Performance of DELongSeq using GC data (A, B) and SH-SY5Y data (C, D). (A) Pairwise DE isoform comparison across 10 cell lines from 4 GC subtypes using DELongSeq. Colors on the top and left strip indicate four different GC subtypes. Colors on the heatmaps show the proportion of detected DE isoform for each pairwise comparison between cell lines. (B) Isoform relative abundance quantification from gene FGFR4 and MET using DELongSeq. Barplots show the expression level estimates of isoform NM_022963 from gene FGFR4 and XM_006715990 from gene MET across different GC subtypes. Colors indicate different GC subtypes. (C) Scatter plot of P-values between multi-sample and 1 versus 1 comparison. (D) Realtive abundance estimates of major isoforms (ENST00000344425, ENST00000626839) from gene KCNQ2 in differentiated and undifferentiated IMR-32 cells.
Furthermore, we examined GC subtype-specific isoform expression, which offers higher resolution of expression heterogeneity than total gene expression. As shown in Figure 6(B), isoform expression showed more distinct pattern across GC subtypes for genes MET and FGFR4, which is consistent with observations made in the original publication. For example, expression of isoforms NM_022963 in gene FGFR4 are up-regulated in the CIN and MSI subtypes, but down-regulated in EBV compared to other GC subtypes. Similarly, isoforms XM_006715990 are highly expressed in the CIN subtype. These isoforms initiated from the new promoter sites are predicted to disrupt signal peptide sequences required for localization to the cell membrane. Similar mechanisms had been reported whereby alternative promoter usage leads to protein localization at different cellular compartment.
Application to nanopore data on human SH-SY5Y (5Y) neuroblastoma cells
Moreover, we applied DELongSeq to Nanopore RNA-seq data generated from human brain (28). This dataset includes two undifferentiated and five differentiated SH-SY5Y cell samples. We performed DE analysis both at isoform and gene level after filtering out lowly expressed genes using DELongSeq. For multi-sample comparison, we have detected 185 genes and 356 isoforms that shows differential expression between differentiated and undifferentiated 5Y cells. In addition, we performed pairwise 1 versus 1 DE comparison between samples. Among detected DE genes and isoforms in multi-sample comparison, most (153 out of 185 genes and 302 out of 356 isoforms) had P-values <0.05, suggesting the consistence of 1 versus 1 DE comparison. Figure 6C shows that the Spearman's correlation of P-values between multi-sample and 1 versus 1 comparison is 0.68 for DELongSeq. This demonstrates the robustness of DELongSeq's performance to relatively small sample size.

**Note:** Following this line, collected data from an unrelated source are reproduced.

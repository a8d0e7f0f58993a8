//! Domain layer for the saga workspace.
//!
//! Holds the entity snapshots that travel inside saga commands and replies:
//! - [`User`], created across the credentials, profile and graph services
//! - [`EngagementEvent`], propagated into the event log and report stores

pub mod engagement;
pub mod error;
pub mod user;

pub use common::EntityId;
pub use engagement::{EngagementEvent, EngagementKind};
pub use error::DomainError;
pub use user::{Gender, User, UserBuilder, UserType};
//! Participant-owned stores and the step handlers that write to them.

pub mod credentials;
pub mod engagement;
pub mod graph;
pub mod profile;

pub use credentials::{
    CREDENTIALS_SERVICE, Credentials, CredentialsStore, InMemoryCredentialsStore,
    RemoveCredentials, UpsertCredentials, credentials_participant,
};
pub use engagement::{
    AppendEventLog, DailyReport, EVENT_LOG_SERVICE, EventLogStore, InMemoryEventLogStore,
    InMemoryReportStore, REPORT_SERVICE, RemoveEventLogEntry, ReportStore, UpdateDailyReport,
    event_log_participant, report_participant,
};
pub use graph::{GRAPH_SERVICE, GraphStore, InMemoryGraphStore, UpsertUserNode, UserNode, graph_participant};
pub use profile::{
    InMemoryProfileStore, PROFILE_SERVICE, Profile, ProfileStore, RemoveProfile, UpsertProfile,
    profile_participant,
};
//! Engagement event log and daily report, the two stores of the
//! event-propagation saga.

use std::collections::{HashMap, HashSet};
use std::sync::Arc;

use async_trait::async_trait;
use chrono::NaiveDate;
use common::EntityId;
use domain::{EngagementEvent, EngagementKind};
use messaging::SharedChannel;
use tokio::sync::RwLock;

use crate::error::{Result, SagaError};
use crate::event_propagation::{CreateEventCommand, CreateEventSaga};
use crate::message::SagaSubjects;
use crate::participant::{Participant, StepHandler};

/// Queue group of the event log service.
pub const EVENT_LOG_SERVICE: &str = "event-log-service";
/// Queue group of the report service.
pub const REPORT_SERVICE: &str = "report-service";

#[async_trait]
pub trait EventLogStore: Send + Sync {
    /// Records an event. Recording an event id twice is a no-op.
    async fn insert(&self, event: EngagementEvent) -> Result<()>;

    async fn remove(&self, event_id: EntityId) -> Result<()>;

    async fn get(&self, event_id: EntityId) -> Result<Option<EngagementEvent>>;
}

#[derive(Debug, Default)]
struct InMemoryEventLogState {
    events: HashMap<EntityId, EngagementEvent>,
    fail_on_insert: bool,
}

/// In-memory event log.
#[derive(Debug, Clone, Default)]
pub struct InMemoryEventLogStore {
    state: Arc<RwLock<InMemoryEventLogState>>,
}

impl InMemoryEventLogStore {
    pub fn new() -> Self {
        Self::default()
    }

    pub async fn set_fail_on_insert(&self, fail: bool) {
        self.state.write().await.fail_on_insert = fail;
    }

    pub async fn count(&self) -> usize {
        self.state.read().await.events.len()
    }
}

#[async_trait]
impl EventLogStore for InMemoryEventLogStore {
    async fn insert(&self, event: EngagementEvent) -> Result<()> {
        let mut state = self.state.write().await;
        if state.fail_on_insert {
            return Err(SagaError::EngagementStore(
                "event log unavailable".to_string(),
            ));
        }
        state.events.entry(event.event_id).or_insert(event);
        Ok(())
    }

    async fn remove(&self, event_id: EntityId) -> Result<()> {
        self.state.write().await.events.remove(&event_id);
        Ok(())
    }

    async fn get(&self, event_id: EntityId) -> Result<Option<EngagementEvent>> {
        Ok(self.state.read().await.events.get(&event_id).cloned())
    }
}

/// Engagement totals for one tweet on one day.
#[derive(Debug, Clone, Copy, Default, PartialEq, Eq)]
pub struct DailyReport {
    pub likes: u64,
    pub unlikes: u64,
    pub views: u64,
    pub time_spent_seconds: u64,
}

impl DailyReport {
    fn record(&mut self, kind: EngagementKind) {
        match kind {
            EngagementKind::Liked => self.likes += 1,
            EngagementKind::Unliked => self.unlikes += 1,
            EngagementKind::Viewed => self.views += 1,
            EngagementKind::TimeSpent { seconds } => {
                self.time_spent_seconds += u64::from(seconds);
            }
        }
    }
}

#[async_trait]
pub trait ReportStore: Send + Sync {
    /// Adds an event to its tweet's daily totals. Each event id counts once.
    async fn apply(&self, event: &EngagementEvent) -> Result<()>;

    async fn get(&self, tweet_id: EntityId, day: NaiveDate) -> Result<Option<DailyReport>>;
}

#[derive(Debug, Default)]
struct InMemoryReportState {
    reports: HashMap<(EntityId, NaiveDate), DailyReport>,
    applied: HashSet<EntityId>,
    fail_on_apply: bool,
}

/// In-memory report store.
#[derive(Debug, Clone, Default)]
pub struct InMemoryReportStore {
    state: Arc<RwLock<InMemoryReportState>>,
}

impl InMemoryReportStore {
    pub fn new() -> Self {
        Self::default()
    }

    pub async fn set_fail_on_apply(&self, fail: bool) {
        self.state.write().await.fail_on_apply = fail;
    }
}

#[async_trait]
impl ReportStore for InMemoryReportStore {
    async fn apply(&self, event: &EngagementEvent) -> Result<()> {
        let mut state = self.state.write().await;
        if state.fail_on_apply {
            return Err(SagaError::EngagementStore(
                "report store unavailable".to_string(),
            ));
        }
        if !state.applied.insert(event.event_id) {
            return Ok(());
        }
        state
            .reports
            .entry((event.tweet_id, event.day()))
            .or_default()
            .record(event.kind);
        Ok(())
    }

    async fn get(&self, tweet_id: EntityId, day: NaiveDate) -> Result<Option<DailyReport>> {
        Ok(self.state.read().await.reports.get(&(tweet_id, day)).copied())
    }
}

/// Handles `UpdateEventLog`.
pub struct AppendEventLog {
    store: Arc<dyn EventLogStore>,
}

impl AppendEventLog {
    pub fn new(store: Arc<dyn EventLogStore>) -> Self {
        Self { store }
    }
}

#[async_trait]
impl StepHandler<EngagementEvent> for AppendEventLog {
    async fn apply(&self, event: EngagementEvent) -> Result<EngagementEvent> {
        self.store.insert(event.clone()).await?;
        Ok(event)
    }
}

/// Handles `RollbackEventLog`.
pub struct RemoveEventLogEntry {
    store: Arc<dyn EventLogStore>,
}

impl RemoveEventLogEntry {
    pub fn new(store: Arc<dyn EventLogStore>) -> Self {
        Self { store }
    }
}

#[async_trait]
impl StepHandler<EngagementEvent> for RemoveEventLogEntry {
    async fn apply(&self, event: EngagementEvent) -> Result<EngagementEvent> {
        self.store.remove(event.event_id).await?;
        Ok(event)
    }
}

/// Handles `UpdateReport`.
pub struct UpdateDailyReport {
    store: Arc<dyn ReportStore>,
}

impl UpdateDailyReport {
    pub fn new(store: Arc<dyn ReportStore>) -> Self {
        Self { store }
    }
}

#[async_trait]
impl StepHandler<EngagementEvent> for UpdateDailyReport {
    async fn apply(&self, event: EngagementEvent) -> Result<EngagementEvent> {
        self.store.apply(&event).await?;
        Ok(event)
    }
}

/// Subscribes the event log service to its event-propagation steps.
pub async fn event_log_participant(
    channel: SharedChannel,
    subjects: SagaSubjects,
    store: Arc<dyn EventLogStore>,
) -> Result<Participant<CreateEventSaga>> {
    Participant::builder(EVENT_LOG_SERVICE, channel, subjects)
        .bind(
            CreateEventCommand::UpdateEventLog,
            AppendEventLog::new(store.clone()),
        )
        .bind(
            CreateEventCommand::RollbackEventLog,
            RemoveEventLogEntry::new(store),
        )
        .subscribe()
        .await
}

/// Subscribes the report service to its event-propagation step.
pub async fn report_participant(
    channel: SharedChannel,
    subjects: SagaSubjects,
    store: Arc<dyn ReportStore>,
) -> Result<Participant<CreateEventSaga>> {
    Participant::builder(REPORT_SERVICE, channel, subjects)
        .bind(CreateEventCommand::UpdateReport, UpdateDailyReport::new(store))
        .subscribe()
        .await
}
//! Profile store and the user-creation steps it serves.

use std::collections::HashMap;
use std::sync::Arc;

use async_trait::async_trait;
use common::EntityId;
use domain::{Gender, User, UserType};
use messaging::SharedChannel;
use tokio::sync::RwLock;

use crate::error::{Result, SagaError};
use crate::message::SagaSubjects;
use crate::participant::{Participant, StepHandler};
use crate::user_creation::{CreateUserCommand, CreateUserSaga};

/// Queue group of the profile service.
pub const PROFILE_SERVICE: &str = "profile-service";

/// Personal or business data owned by the profile service.
#[derive(Debug, Clone, PartialEq, Eq)]
pub struct Profile {
    pub user_id: EntityId,
    pub user_type: UserType,
    pub first_name: String,
    pub last_name: String,
    pub gender: Option<Gender>,
    pub age: u32,
    pub residence: String,
    pub email: String,
    pub visibility: bool,
    pub company_name: Option<String>,
    pub website: Option<String>,
}

impl From<&User> for Profile {
    fn from(user: &User) -> Self {
        Self {
            user_id: user.id,
            user_type: user.user_type,
            first_name: user.first_name.clone(),
            last_name: user.last_name.clone(),
            gender: user.gender,
            age: user.age,
            residence: user.residence.clone(),
            email: user.email.clone(),
            visibility: user.visibility,
            company_name: user.company_name.clone(),
            website: user.website.clone(),
        }
    }
}

#[async_trait]
pub trait ProfileStore: Send + Sync {
    /// Inserts or replaces the profile of a user.
    async fn upsert(&self, profile: Profile) -> Result<()>;

    /// Removes the profile of a user. Removing twice is not an error.
    async fn remove(&self, user_id: EntityId) -> Result<()>;

    async fn get(&self, user_id: EntityId) -> Result<Option<Profile>>;
}

#[derive(Debug, Default)]
struct InMemoryProfileState {
    profiles: HashMap<EntityId, Profile>,
    fail_on_upsert: bool,
    fail_on_remove: bool,
}

/// In-memory profile store.
#[derive(Debug, Clone, Default)]
pub struct InMemoryProfileStore {
    state: Arc<RwLock<InMemoryProfileState>>,
}

impl InMemoryProfileStore {
    pub fn new() -> Self {
        Self::default()
    }

    pub async fn set_fail_on_upsert(&self, fail: bool) {
        self.state.write().await.fail_on_upsert = fail;
    }

    pub async fn set_fail_on_remove(&self, fail: bool) {
        self.state.write().await.fail_on_remove = fail;
    }

    pub async fn count(&self) -> usize {
        self.state.read().await.profiles.len()
    }

    pub async fn contains(&self, user_id: EntityId) -> bool {
        self.state.read().await.profiles.contains_key(&user_id)
    }
}

#[async_trait]
impl ProfileStore for InMemoryProfileStore {
    async fn upsert(&self, profile: Profile) -> Result<()> {
        let mut state = self.state.write().await;
        if state.fail_on_upsert {
            return Err(SagaError::ProfileStore(
                "profile store unavailable".to_string(),
            ));
        }
        state.profiles.insert(profile.user_id, profile);
        Ok(())
    }

    async fn remove(&self, user_id: EntityId) -> Result<()> {
        let mut state = self.state.write().await;
        if state.fail_on_remove {
            return Err(SagaError::ProfileStore(
                "profile store unavailable".to_string(),
            ));
        }
        state.profiles.remove(&user_id);
        Ok(())
    }

    async fn get(&self, user_id: EntityId) -> Result<Option<Profile>> {
        Ok(self.state.read().await.profiles.get(&user_id).cloned())
    }
}

/// Handles `UpdateProfile`.
pub struct UpsertProfile {
    store: Arc<dyn ProfileStore>,
}

impl UpsertProfile {
    pub fn new(store: Arc<dyn ProfileStore>) -> Self {
        Self { store }
    }
}

#[async_trait]
impl StepHandler<User> for UpsertProfile {
    async fn apply(&self, user: User) -> Result<User> {
        self.store.upsert(Profile::from(&user)).await?;
        Ok(user)
    }
}

/// Handles `RollbackProfile`.
pub struct RemoveProfile {
    store: Arc<dyn ProfileStore>,
}

impl RemoveProfile {
    pub fn new(store: Arc<dyn ProfileStore>) -> Self {
        Self { store }
    }
}

#[async_trait]
impl StepHandler<User> for RemoveProfile {
    async fn apply(&self, user: User) -> Result<User> {
        self.store.remove(user.id).await?;
        Ok(user)
    }
}

/// Subscribes the profile service to its user-creation steps.
pub async fn profile_participant(
    channel: SharedChannel,
    subjects: SagaSubjects,
    store: Arc<dyn ProfileStore>,
) -> Result<Participant<CreateUserSaga>> {
    Participant::builder(PROFILE_SERVICE, channel, subjects)
        .bind(
            CreateUserCommand::UpdateProfile,
            UpsertProfile::new(store.clone()),
        )
        .bind(CreateUserCommand::RollbackProfile, RemoveProfile::new(store))
        .subscribe()
        .await
}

We further examined the 302 DE isoforms that were detected in both multi-sample and 1 versus 1 comparison by DELongSeq. Several of these isoforms are from genes that have been implicated in human SH-SY5Y cell differentiation. For example, Smith et al. (44) reported that gene KCNQ2 is required during neuronal development. Their findings showed that isoform ENST00000344425 was preferentially utilized in undifferentiated IMR-32 neuroblastoma cells, whereas isoform ENST00000626839 is up-regulated in differentiated IMR-32 cells. As shown in Figure 6D, the 95% CI of isoform ENST00000344425 relative abundance is [0.82, 0.88] in undifferentiated IMR-32, whereas the 95% CI is [0.34, 0.41] in differentiated IMR-32 cells. These results are consistent with PCR measurement in Smith et al. It is worth noting that among the genes for which the 302 DE transcripts originate from, only about half were detected to be DE at gene level analysis by DELongSeq. This suggests that if one were to perform gene-only analysis, signals at the isoform level would have been missed.
DISCUSSION
Detection of genes and isoforms with mis-regulated expression is a critical step in transcriptomics studies. In expression quantification and differential detection, it is important to account for the uncertainty of estimation and various precision across samples, which may play a role to influence the accuracy of statistical inference. Existing methods either model read count directly or ignore the variance of expression estimates. In this article, we have proposed a flexible statistical model, utilizing well-established variance estimation approach of EM-based model to quantify uncertainty. Through simulation study and the real study of cancer patient samples, we demonstrated that this proposed method allows 1 case versus 1 control comparison and can improve the power of gene and isoform differential analysis while controlling for false positive rate. We have provided a software package (https://github.com/WGLab/DELongSeq), with detailed instructions, example data sets, and reproducible workflows on how to analyze raw long-read RNA-seq data directly.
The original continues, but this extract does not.